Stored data
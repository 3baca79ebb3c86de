//! CDS export pipeline.
//!
//! Orchestrates the steps between parsed records and FASTA output:
//! extract each CDS from its record, optionally translate it, and label it
//! with a `gene|locus|product` header.

use indexmap::IndexMap;

use crate::genetic_code::{standard_table, translate, CodonTable};
use crate::model::{CdsFeature, Record};

/// Options controlling CDS export.
#[derive(Debug, Clone)]
pub struct ExportOptions<'a> {
    /// Emit protein sequences instead of DNA
    pub proteins: bool,
    /// Prepended to the gene name in each header
    pub prefix: String,
    /// Table used when `proteins` is set
    pub codon_table: &'a CodonTable,
}

impl Default for ExportOptions<'static> {
    fn default() -> Self {
        Self {
            proteins: false,
            prefix: String::new(),
            codon_table: standard_table(),
        }
    }
}

/// Builds the FASTA header for a CDS.
///
/// `index` is the 1-based position of the CDS within its record and names
/// CDS entries without a gene qualifier.
pub fn cds_header(record: &Record, cds: &CdsFeature, index: usize, prefix: &str) -> String {
    let gene = cds
        .gene()
        .filter(|g| !g.is_empty())
        .map_or_else(|| format!("CDS{}", index), str::to_string);

    let mut parts = vec![format!("{}{}", prefix, gene), record.locus.clone()];
    if let Some(product) = cds.product().filter(|p| !p.is_empty()) {
        parts.push(product.replace(' ', "_"));
    }
    parts.join("|")
}

/// Extracts every CDS of every record as `header -> sequence`.
///
/// Entries keep record and CDS order. A repeated header replaces the earlier
/// sequence in place.
pub fn export_cds(records: &[Record], options: &ExportOptions<'_>) -> IndexMap<String, String> {
    let mut output = IndexMap::new();

    for record in records {
        for (index, cds) in record.cds.iter().enumerate() {
            let index = index + 1;
            let dna = cds.extract_from(&record.sequence);
            if dna.is_empty() {
                log::warn!(
                    "CDS {} in record '{}' lies outside the record sequence",
                    index,
                    record.locus
                );
            }

            let header = cds_header(record, cds, index, &options.prefix);
            let sequence = if options.proteins {
                translate(&dna, options.codon_table, true)
            } else {
                dna
            };
            output.insert(header, sequence);
        }
    }

    output
}

#[cfg(test)]
mod tests {
    use super::*;
    use crate::formats::genbank::parse_genbank_str;

    const EXAMPLE: &str = include_str!("../test_data/example.gb");

    const CDS1_DNA: &str = "ATGTACATAACATACACGTCAGCACGAAACTTGTTGGCCCATAAGTAAGTGTGATGCATACGCCTTTACTTGCTGTGTCCACCCCATCGGAC";
    const CDS2_DNA: &str = "AGGAGGGCGCGCCTCTGCGTGACCTGTCAAAATTACCCGAG";

    fn example_records() -> Vec<Record> {
        parse_genbank_str(EXAMPLE).collect()
    }

    #[test]
    fn test_export_dna() {
        let records = example_records();
        let output = export_cds(&records, &ExportOptions::default());

        let entries: Vec<(&str, &str)> = output
            .iter()
            .map(|(h, s)| (h.as_str(), s.as_str()))
            .collect();
        assert_eq!(
            entries,
            [
                ("geneA|example|protein_A", CDS1_DNA),
                ("geneB|example|protein_B", CDS2_DNA),
            ]
        );
    }

    #[test]
    fn test_export_proteins() {
        let records = example_records();
        let options = ExportOptions {
            proteins: true,
            prefix: "ex_".to_string(),
            ..ExportOptions::default()
        };
        let output = export_cds(&records, &options);

        assert_eq!(output["ex_geneA|example|protein_A"], "MYITYTSARNLLAHK");
        assert_eq!(output["ex_geneB|example|protein_B"], "RRARLCVTCQNYP");
    }

    #[test]
    fn test_header_without_gene_or_product() {
        let content = "LOCUS       bare  9 bp\n\
                       FEATURES             Location/Qualifiers\n\
                       \x20    CDS             1..9\n\
                       \x20    CDS             complement(1..9)\n\
                       \x20                    /gene=\"\"\n\
                       \x20                    /product=\"\"\n\
                       ORIGIN\n\
                       \x20       1 atgaaataa\n\
                       //\n";
        let records: Vec<Record> = parse_genbank_str(content).collect();
        let output = export_cds(&records, &ExportOptions::default());

        let headers: Vec<&String> = output.keys().collect();
        assert_eq!(headers, ["CDS1|bare", "CDS2|bare"]);
        assert_eq!(output["CDS1|bare"], "ATGAAATAA");
        assert_eq!(output["CDS2|bare"], "TTATTTCAT");
    }

    #[test]
    fn test_duplicate_headers_overwrite_in_place() {
        let content = "LOCUS       dup  6 bp\n\
                       FEATURES             Location/Qualifiers\n\
                       \x20    CDS             1..3\n\
                       \x20                    /gene=\"g\"\n\
                       \x20    CDS             4..6\n\
                       \x20                    /gene=\"h\"\n\
                       \x20    CDS             4..6\n\
                       \x20                    /gene=\"g\"\n\
                       ORIGIN\n\
                       \x20       1 atgccc\n\
                       //\n";
        let records: Vec<Record> = parse_genbank_str(content).collect();
        let output = export_cds(&records, &ExportOptions::default());

        assert_eq!(output.len(), 2);
        assert_eq!(output.get_index(0), Some((&"g|dup".to_string(), &"CCC".to_string())));
        assert_eq!(output["h|dup"], "CCC");
    }
}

_EXERCISE BRIEF_
Wherever the word "parts" appears in the records above, copy that line.

_RESPONSE BELOW_
    let mut parts = vec![format!("{}{}", prefix, gene), record.locus.clone()];
        parts.push(product.replace(' ', "_"));
    parts.join("|")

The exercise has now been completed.